▶ Assignment: Exactly as written, output each of the entries below.
|---|
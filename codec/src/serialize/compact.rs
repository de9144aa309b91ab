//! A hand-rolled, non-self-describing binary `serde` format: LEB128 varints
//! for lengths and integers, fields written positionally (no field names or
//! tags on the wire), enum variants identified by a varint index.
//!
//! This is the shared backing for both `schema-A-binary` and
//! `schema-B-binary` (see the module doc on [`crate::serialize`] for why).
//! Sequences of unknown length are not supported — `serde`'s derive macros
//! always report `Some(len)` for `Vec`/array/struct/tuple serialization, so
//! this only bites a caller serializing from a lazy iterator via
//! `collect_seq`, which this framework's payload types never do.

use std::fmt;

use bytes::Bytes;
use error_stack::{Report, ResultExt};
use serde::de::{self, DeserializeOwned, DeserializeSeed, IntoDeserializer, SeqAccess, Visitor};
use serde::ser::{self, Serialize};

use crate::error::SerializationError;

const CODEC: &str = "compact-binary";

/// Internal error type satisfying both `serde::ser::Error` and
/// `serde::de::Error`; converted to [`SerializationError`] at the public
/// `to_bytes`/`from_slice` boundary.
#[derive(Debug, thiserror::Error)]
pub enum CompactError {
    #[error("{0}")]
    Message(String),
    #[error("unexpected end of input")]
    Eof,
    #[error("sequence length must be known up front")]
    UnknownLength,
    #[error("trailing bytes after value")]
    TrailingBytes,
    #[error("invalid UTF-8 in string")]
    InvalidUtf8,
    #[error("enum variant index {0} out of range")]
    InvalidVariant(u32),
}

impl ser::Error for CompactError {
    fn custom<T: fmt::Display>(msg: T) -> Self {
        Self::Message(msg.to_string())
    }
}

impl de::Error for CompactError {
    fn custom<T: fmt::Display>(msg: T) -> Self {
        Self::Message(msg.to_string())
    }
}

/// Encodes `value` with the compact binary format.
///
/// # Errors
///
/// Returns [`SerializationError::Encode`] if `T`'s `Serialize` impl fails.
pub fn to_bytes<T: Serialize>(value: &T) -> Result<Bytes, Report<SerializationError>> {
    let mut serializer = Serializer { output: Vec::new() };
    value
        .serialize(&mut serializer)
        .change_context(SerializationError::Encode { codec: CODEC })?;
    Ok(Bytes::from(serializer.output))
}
|---|
▶ Expected answer:
filename codec/src/serialize/compact.rs
repository de9144aa309b91ab
//! A hand-rolled, non-self-describing binary `serde` format: LEB128 varints
//! for lengths and integers, fields written positionally (no field names or
//! tags on the wire), enum variants identified by a varint index.
//!
//! This is the shared backing for both `schema-A-binary` and
//! `schema-B-binary` (see the module doc on [`crate::serialize`] for why).
//! Sequences of unknown length are not supported — `serde`'s derive macros
//! always report `Some(len)` for `Vec`/array/struct/tuple serialization, so
//! this only bites a caller serializing from a lazy iterator via
//! `collect_seq`, which this framework's payload types never do.

use std::fmt;

use bytes::Bytes;
use error_stack::{Report, ResultExt};
use serde::de::{self, DeserializeOwned, DeserializeSeed, IntoDeserializer, SeqAccess, Visitor};
use serde::ser::{self, Serialize};

use crate::error::SerializationError;

const CODEC: &str = "compact-binary";

/// Internal error type satisfying both `serde::ser::Error` and
/// `serde::de::Error`; converted to [`SerializationError`] at the public
/// `to_bytes`/`from_slice` boundary.
#[derive(Debug, thiserror::Error)]
pub enum CompactError {
    #[error("{0}")]
    Message(String),
    #[error("unexpected end of input")]
    Eof,
    #[error("sequence length must be known up front")]
    UnknownLength,
    #[error("trailing bytes after value")]
    TrailingBytes,
    #[error("invalid UTF-8 in string")]
    InvalidUtf8,
    #[error("enum variant index {0} out of range")]
    InvalidVariant(u32),
}

impl ser::Error for CompactError {
    fn custom<T: fmt::Display>(msg: T) -> Self {
        Self::Message(msg.to_string())
    }
}

impl de::Error for CompactError {
    fn custom<T: fmt::Display>(msg: T) -> Self {
        Self::Message(msg.to_string())
    }
}

/// Encodes `value` with the compact binary format.
///
/// # Errors
///
/// Returns [`SerializationError::Encode`] if `T`'s `Serialize` impl fails.
pub fn to_bytes<T: Serialize>(value: &T) -> Result<Bytes, Report<SerializationError>> {
    let mut serializer = Serializer { output: Vec::new() };
    value
        .serialize(&mut serializer)
        .change_context(SerializationError::Encode { codec: CODEC })?;
    Ok(Bytes::from(serializer.output))
}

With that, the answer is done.